▶ [Work required]: In the data below, which lines hold the word "copied"? Copy them.

▶ [Task inputs]:
☆ ☆ ☆

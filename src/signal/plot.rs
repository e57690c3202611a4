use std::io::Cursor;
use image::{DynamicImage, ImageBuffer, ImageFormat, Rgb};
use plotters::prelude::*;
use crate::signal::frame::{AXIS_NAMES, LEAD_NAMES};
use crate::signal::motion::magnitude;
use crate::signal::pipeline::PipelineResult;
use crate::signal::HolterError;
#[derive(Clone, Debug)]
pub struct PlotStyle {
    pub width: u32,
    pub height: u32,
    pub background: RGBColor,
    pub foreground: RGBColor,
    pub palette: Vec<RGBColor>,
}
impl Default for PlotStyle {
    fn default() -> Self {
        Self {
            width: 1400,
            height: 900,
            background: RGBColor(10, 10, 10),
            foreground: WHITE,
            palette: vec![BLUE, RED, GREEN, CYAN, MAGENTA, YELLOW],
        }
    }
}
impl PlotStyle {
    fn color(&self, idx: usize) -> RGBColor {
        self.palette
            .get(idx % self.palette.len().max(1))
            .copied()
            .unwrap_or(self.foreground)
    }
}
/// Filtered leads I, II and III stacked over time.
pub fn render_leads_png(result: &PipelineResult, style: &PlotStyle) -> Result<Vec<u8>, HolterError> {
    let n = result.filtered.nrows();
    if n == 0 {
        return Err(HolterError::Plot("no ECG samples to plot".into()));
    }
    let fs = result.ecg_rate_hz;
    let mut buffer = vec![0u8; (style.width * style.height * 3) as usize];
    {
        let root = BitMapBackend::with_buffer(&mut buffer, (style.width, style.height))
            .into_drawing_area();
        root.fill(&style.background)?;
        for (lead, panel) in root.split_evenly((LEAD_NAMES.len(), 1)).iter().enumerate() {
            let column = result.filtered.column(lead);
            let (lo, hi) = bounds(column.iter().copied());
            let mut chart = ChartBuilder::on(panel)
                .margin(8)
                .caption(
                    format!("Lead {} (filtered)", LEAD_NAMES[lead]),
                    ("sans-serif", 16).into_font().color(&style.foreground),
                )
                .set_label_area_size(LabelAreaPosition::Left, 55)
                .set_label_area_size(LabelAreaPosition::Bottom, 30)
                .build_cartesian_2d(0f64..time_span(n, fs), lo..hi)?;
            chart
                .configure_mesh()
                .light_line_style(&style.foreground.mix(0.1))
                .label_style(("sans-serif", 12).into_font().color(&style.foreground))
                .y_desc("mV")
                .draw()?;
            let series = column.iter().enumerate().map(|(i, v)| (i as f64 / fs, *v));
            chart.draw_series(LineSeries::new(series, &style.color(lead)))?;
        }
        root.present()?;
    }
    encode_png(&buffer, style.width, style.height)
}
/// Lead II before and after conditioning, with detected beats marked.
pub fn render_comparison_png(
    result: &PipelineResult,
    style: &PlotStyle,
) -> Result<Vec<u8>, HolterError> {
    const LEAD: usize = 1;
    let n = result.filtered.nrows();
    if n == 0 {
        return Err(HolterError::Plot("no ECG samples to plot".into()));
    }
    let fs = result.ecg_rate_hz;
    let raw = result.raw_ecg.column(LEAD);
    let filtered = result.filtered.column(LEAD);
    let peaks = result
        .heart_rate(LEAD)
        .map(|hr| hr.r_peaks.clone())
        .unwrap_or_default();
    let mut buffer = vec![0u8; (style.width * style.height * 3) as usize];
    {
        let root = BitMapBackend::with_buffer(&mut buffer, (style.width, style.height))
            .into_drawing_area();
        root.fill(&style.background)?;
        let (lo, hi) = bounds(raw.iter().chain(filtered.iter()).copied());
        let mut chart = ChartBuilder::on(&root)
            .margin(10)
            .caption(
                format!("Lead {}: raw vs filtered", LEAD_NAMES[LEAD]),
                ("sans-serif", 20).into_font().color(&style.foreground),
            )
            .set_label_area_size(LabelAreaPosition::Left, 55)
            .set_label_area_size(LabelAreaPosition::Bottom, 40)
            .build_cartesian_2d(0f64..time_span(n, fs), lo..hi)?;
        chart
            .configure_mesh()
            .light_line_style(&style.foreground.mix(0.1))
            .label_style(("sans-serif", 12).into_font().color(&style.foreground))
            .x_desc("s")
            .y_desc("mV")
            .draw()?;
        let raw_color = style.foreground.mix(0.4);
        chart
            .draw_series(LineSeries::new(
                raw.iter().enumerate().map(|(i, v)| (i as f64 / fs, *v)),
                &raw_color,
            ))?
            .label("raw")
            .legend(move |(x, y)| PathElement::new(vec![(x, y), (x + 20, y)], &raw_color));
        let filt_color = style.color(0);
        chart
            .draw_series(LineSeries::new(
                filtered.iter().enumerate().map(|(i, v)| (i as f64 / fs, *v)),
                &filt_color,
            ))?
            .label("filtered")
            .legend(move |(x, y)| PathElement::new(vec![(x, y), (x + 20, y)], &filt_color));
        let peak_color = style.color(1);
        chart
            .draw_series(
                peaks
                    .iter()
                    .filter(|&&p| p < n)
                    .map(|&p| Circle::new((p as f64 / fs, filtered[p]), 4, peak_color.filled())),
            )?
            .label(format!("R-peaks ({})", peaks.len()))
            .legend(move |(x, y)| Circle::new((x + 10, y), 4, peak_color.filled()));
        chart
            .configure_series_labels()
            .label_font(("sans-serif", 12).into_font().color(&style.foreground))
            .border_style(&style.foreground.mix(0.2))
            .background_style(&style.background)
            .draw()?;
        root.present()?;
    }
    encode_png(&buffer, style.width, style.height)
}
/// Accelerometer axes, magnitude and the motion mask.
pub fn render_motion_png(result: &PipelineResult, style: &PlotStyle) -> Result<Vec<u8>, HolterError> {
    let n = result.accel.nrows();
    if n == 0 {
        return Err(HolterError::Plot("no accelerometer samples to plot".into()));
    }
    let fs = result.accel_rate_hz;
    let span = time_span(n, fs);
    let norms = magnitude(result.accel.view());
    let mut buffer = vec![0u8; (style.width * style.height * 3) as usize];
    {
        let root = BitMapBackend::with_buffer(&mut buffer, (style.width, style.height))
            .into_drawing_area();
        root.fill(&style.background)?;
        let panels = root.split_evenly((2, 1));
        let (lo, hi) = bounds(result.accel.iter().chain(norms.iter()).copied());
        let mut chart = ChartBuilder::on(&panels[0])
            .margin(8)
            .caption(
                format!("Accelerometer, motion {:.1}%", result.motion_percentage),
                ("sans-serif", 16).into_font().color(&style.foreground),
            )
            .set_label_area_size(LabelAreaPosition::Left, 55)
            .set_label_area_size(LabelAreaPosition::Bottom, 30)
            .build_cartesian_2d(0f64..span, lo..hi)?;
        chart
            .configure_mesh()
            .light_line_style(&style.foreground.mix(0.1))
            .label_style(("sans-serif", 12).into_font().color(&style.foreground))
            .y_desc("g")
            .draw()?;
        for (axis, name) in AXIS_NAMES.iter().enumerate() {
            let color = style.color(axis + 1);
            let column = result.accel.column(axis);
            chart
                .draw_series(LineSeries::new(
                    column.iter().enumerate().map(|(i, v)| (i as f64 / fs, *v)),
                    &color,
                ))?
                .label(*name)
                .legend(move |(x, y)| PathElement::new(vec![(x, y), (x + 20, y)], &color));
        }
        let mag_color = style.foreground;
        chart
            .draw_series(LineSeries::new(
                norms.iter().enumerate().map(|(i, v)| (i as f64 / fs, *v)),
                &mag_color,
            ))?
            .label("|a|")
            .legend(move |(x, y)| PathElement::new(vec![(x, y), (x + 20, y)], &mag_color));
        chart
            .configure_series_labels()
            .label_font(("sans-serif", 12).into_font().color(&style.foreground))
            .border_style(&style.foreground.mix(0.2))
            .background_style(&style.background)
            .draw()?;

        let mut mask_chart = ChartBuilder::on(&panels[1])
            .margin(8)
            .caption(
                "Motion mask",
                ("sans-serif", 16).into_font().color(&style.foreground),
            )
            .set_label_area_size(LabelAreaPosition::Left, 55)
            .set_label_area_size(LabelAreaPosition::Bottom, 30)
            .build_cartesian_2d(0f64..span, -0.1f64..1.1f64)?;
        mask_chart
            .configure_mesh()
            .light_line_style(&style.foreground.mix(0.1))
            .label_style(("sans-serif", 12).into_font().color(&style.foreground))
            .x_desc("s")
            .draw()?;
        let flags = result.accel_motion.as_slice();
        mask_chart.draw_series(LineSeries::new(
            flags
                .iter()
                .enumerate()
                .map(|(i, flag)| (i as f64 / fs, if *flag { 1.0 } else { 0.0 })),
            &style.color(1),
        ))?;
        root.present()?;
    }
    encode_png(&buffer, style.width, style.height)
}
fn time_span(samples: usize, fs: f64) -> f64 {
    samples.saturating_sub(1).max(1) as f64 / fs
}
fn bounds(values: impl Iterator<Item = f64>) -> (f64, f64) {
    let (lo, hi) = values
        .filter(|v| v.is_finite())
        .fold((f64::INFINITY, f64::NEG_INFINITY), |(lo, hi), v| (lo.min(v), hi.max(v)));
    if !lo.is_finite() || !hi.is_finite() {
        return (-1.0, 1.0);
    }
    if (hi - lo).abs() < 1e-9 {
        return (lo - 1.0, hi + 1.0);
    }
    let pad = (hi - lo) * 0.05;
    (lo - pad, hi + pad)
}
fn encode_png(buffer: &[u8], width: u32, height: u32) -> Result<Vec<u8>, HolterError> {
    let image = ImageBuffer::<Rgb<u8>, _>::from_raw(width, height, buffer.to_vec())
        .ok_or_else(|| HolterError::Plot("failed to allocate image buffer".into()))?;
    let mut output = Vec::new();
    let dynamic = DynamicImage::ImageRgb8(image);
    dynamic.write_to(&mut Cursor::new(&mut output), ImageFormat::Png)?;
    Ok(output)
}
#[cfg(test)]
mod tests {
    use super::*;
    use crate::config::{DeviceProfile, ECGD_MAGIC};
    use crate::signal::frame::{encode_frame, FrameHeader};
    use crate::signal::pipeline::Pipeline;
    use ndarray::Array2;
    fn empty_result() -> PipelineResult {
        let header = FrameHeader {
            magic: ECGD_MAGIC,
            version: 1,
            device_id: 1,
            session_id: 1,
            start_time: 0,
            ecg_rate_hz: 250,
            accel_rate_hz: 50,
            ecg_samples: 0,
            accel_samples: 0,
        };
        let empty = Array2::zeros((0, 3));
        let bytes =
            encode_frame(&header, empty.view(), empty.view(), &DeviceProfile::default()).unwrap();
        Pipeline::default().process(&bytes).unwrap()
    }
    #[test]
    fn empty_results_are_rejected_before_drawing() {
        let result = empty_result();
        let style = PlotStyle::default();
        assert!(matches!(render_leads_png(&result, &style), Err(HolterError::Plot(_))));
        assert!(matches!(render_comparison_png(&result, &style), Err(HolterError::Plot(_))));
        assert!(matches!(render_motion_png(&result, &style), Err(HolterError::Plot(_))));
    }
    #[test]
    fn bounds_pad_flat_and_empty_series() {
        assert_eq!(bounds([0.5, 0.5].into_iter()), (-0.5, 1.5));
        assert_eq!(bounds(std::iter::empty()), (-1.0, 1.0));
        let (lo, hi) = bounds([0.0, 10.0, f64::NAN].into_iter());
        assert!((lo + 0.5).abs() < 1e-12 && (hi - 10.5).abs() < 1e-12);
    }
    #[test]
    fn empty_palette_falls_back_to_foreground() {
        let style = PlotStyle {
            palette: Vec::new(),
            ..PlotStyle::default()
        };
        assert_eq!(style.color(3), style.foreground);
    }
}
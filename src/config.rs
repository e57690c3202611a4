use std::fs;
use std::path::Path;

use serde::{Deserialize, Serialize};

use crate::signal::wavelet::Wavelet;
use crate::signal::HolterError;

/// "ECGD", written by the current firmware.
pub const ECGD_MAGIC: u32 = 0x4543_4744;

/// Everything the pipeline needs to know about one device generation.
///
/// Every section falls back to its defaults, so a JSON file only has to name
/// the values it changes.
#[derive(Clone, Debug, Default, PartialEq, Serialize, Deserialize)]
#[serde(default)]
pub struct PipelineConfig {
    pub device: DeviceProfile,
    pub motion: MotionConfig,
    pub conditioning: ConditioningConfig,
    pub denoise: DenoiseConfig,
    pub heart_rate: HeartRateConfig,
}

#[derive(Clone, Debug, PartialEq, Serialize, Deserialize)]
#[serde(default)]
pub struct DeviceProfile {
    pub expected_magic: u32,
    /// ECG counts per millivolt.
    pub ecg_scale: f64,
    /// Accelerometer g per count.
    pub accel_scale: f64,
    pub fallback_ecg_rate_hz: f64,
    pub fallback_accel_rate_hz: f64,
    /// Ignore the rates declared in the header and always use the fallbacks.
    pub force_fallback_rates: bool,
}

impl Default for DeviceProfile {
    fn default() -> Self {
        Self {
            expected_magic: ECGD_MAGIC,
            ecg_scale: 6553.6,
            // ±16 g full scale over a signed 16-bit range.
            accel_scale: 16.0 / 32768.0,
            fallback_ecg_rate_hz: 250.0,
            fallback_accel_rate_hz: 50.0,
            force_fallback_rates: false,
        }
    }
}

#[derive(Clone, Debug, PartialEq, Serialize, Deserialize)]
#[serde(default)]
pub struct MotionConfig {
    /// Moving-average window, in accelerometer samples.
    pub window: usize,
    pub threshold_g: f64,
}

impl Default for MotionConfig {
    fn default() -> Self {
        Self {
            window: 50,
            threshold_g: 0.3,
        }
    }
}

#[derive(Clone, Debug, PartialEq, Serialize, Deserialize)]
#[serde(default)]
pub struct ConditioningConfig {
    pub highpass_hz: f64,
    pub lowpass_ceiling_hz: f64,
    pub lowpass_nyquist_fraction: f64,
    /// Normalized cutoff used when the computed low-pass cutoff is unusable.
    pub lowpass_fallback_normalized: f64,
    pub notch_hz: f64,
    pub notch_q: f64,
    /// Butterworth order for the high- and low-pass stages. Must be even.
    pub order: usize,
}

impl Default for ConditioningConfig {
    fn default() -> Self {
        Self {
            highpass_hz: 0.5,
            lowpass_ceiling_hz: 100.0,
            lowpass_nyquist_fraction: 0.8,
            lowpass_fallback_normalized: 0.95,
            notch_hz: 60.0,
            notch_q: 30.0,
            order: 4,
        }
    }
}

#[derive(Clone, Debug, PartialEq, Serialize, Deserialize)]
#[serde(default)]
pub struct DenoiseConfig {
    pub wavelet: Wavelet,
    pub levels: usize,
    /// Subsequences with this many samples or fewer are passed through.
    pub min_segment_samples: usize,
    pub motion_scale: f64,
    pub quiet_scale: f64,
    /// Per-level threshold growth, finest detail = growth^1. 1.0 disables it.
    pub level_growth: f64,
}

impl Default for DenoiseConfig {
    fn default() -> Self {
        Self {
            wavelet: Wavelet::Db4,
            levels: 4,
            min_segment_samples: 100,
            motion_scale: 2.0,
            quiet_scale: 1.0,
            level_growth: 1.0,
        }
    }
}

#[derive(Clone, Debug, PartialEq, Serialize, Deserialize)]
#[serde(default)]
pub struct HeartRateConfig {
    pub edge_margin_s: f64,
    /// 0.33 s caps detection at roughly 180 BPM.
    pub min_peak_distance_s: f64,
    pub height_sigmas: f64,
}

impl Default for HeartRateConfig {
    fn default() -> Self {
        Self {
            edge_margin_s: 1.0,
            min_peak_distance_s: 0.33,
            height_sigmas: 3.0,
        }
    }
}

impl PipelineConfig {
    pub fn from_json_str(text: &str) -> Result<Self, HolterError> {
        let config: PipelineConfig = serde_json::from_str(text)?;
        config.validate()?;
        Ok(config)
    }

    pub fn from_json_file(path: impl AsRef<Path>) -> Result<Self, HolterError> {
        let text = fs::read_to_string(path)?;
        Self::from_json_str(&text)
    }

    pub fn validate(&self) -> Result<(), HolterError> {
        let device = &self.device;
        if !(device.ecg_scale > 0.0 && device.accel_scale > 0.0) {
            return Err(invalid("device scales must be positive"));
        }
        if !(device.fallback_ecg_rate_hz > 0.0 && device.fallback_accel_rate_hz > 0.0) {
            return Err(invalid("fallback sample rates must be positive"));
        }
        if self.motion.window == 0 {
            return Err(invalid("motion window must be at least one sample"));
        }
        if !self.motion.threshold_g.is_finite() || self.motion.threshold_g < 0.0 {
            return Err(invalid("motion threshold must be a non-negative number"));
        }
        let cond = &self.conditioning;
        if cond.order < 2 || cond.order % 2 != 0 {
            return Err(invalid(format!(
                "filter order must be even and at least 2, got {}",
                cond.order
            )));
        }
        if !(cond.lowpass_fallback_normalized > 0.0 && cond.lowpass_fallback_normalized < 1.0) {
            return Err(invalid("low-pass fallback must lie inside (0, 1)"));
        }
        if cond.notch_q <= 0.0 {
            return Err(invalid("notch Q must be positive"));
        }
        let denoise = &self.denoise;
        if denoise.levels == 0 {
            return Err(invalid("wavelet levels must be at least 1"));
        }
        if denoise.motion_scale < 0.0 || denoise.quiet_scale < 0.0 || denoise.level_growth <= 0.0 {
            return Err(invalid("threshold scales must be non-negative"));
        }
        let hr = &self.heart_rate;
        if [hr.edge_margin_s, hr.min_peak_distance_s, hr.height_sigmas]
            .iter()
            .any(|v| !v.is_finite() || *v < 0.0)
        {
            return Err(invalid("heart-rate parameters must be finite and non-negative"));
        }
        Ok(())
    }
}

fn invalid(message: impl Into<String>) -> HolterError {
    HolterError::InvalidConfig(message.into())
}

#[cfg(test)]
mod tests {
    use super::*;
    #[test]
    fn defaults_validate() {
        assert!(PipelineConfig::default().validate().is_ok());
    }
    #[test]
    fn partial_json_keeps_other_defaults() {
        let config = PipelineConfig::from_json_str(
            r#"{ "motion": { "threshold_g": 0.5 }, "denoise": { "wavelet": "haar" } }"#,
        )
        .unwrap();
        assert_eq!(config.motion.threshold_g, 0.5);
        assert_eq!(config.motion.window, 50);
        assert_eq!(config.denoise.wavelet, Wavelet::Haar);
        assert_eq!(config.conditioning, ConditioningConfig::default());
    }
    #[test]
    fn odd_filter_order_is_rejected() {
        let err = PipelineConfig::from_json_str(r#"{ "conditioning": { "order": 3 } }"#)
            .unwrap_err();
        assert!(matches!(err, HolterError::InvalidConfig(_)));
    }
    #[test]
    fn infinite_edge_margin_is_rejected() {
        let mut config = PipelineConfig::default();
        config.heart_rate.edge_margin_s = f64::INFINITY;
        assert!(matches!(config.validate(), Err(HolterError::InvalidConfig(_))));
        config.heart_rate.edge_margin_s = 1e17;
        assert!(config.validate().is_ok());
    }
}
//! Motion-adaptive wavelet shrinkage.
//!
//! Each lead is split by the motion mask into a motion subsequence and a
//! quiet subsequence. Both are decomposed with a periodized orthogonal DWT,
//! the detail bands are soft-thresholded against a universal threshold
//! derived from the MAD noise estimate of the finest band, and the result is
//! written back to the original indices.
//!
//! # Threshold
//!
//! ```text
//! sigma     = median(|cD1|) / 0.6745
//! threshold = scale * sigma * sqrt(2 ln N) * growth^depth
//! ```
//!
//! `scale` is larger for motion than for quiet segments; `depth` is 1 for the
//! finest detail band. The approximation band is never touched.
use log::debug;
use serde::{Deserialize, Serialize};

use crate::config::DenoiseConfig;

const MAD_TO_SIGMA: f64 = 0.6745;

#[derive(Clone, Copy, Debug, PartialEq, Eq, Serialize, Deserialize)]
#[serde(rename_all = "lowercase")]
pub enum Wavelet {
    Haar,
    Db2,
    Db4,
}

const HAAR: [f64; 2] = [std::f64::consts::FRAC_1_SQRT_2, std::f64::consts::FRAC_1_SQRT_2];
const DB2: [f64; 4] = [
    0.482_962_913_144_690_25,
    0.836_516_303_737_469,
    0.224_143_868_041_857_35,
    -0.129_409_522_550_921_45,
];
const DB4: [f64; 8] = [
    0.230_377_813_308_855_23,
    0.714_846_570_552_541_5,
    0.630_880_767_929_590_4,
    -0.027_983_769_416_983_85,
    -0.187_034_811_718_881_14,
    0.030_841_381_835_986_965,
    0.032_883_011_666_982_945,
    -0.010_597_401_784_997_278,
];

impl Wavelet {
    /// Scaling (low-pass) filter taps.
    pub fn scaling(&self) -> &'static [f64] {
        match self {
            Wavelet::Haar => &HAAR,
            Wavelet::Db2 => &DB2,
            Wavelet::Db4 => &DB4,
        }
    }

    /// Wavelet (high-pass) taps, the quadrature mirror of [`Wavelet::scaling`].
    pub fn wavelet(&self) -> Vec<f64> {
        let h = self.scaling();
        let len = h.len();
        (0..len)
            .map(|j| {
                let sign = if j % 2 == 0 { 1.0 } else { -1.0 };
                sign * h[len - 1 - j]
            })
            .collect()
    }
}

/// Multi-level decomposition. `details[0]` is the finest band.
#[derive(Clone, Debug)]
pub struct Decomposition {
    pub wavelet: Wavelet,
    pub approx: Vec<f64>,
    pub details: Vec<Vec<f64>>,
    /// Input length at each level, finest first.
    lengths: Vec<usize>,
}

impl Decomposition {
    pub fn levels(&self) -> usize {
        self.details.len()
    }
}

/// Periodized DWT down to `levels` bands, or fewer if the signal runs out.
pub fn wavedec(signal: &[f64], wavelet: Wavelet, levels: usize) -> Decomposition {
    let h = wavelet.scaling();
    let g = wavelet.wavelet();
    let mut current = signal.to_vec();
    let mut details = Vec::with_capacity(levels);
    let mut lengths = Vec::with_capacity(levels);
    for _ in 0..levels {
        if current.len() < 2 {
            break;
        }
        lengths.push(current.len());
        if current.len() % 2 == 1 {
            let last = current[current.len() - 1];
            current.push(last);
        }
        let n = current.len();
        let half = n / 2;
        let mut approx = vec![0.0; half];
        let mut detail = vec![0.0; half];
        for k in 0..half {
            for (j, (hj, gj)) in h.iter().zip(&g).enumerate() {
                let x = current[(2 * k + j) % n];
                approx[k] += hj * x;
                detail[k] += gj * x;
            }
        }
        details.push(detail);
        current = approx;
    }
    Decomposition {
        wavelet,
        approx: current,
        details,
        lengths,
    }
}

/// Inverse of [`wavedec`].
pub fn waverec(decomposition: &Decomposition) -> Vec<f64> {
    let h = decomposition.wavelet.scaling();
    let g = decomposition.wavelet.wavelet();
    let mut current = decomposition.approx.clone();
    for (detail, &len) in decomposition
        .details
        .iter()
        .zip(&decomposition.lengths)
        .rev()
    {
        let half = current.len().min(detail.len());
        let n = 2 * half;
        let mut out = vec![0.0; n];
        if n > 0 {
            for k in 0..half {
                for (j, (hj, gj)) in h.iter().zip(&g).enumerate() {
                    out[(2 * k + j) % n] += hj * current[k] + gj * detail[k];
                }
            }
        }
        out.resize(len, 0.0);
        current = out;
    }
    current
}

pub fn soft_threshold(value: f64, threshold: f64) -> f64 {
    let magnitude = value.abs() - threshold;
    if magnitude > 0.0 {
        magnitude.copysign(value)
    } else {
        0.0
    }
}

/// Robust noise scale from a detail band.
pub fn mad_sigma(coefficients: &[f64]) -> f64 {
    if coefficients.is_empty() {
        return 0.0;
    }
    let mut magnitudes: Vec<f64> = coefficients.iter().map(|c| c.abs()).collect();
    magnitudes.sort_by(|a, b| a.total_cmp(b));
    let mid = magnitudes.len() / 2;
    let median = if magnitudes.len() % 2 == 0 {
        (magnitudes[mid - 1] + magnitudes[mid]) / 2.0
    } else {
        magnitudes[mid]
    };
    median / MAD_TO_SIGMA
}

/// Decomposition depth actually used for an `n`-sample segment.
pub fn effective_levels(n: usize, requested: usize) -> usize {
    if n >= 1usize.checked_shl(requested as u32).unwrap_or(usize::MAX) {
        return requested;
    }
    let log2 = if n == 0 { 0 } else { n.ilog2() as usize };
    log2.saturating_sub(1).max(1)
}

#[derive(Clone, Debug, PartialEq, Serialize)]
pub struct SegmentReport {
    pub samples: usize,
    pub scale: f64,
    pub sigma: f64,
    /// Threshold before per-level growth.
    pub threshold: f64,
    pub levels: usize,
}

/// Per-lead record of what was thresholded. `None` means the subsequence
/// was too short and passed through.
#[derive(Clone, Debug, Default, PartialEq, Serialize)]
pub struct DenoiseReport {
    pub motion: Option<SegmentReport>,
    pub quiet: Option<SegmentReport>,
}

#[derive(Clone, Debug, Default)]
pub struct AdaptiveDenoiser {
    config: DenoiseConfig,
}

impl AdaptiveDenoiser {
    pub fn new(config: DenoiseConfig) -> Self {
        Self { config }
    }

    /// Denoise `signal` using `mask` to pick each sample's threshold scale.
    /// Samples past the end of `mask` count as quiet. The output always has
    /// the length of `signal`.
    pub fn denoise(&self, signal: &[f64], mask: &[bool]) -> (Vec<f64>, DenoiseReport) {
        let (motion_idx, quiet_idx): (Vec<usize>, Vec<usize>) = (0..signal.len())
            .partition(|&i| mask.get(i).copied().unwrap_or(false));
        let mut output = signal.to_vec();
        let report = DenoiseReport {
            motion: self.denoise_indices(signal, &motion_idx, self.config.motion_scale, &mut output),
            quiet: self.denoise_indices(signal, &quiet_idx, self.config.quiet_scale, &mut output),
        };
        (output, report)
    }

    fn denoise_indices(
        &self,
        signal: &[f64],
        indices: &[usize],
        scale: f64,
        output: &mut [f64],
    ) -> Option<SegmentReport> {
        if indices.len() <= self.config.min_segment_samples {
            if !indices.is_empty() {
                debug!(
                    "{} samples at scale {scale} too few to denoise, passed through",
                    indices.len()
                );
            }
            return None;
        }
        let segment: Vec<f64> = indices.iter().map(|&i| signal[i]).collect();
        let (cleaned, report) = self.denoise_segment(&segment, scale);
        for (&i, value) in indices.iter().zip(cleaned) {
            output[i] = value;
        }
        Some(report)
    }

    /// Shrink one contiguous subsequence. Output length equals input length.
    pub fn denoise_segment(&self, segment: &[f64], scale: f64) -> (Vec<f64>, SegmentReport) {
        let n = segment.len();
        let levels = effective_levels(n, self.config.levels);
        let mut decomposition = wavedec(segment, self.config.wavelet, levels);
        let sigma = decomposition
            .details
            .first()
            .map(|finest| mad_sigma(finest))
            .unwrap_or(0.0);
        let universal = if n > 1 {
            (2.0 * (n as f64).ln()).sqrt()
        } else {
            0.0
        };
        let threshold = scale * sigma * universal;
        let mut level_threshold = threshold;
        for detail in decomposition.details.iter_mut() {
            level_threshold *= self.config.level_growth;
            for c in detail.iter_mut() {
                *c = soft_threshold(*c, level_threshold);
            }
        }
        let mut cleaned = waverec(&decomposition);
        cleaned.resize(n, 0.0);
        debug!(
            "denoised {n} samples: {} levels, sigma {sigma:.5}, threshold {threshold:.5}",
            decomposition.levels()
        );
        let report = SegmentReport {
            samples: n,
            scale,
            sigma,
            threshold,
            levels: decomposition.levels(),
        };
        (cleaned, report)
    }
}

☆ ☆ ☆

▶ [Result for this exercise]:
            .copied()
            let (lo, hi) = bounds(column.iter().copied());
        let (lo, hi) = bounds(raw.iter().chain(filtered.iter()).copied());
        let (lo, hi) = bounds(result.accel.iter().chain(norms.iter()).copied());
            .partition(|&i| mask.get(i).copied().unwrap_or(false));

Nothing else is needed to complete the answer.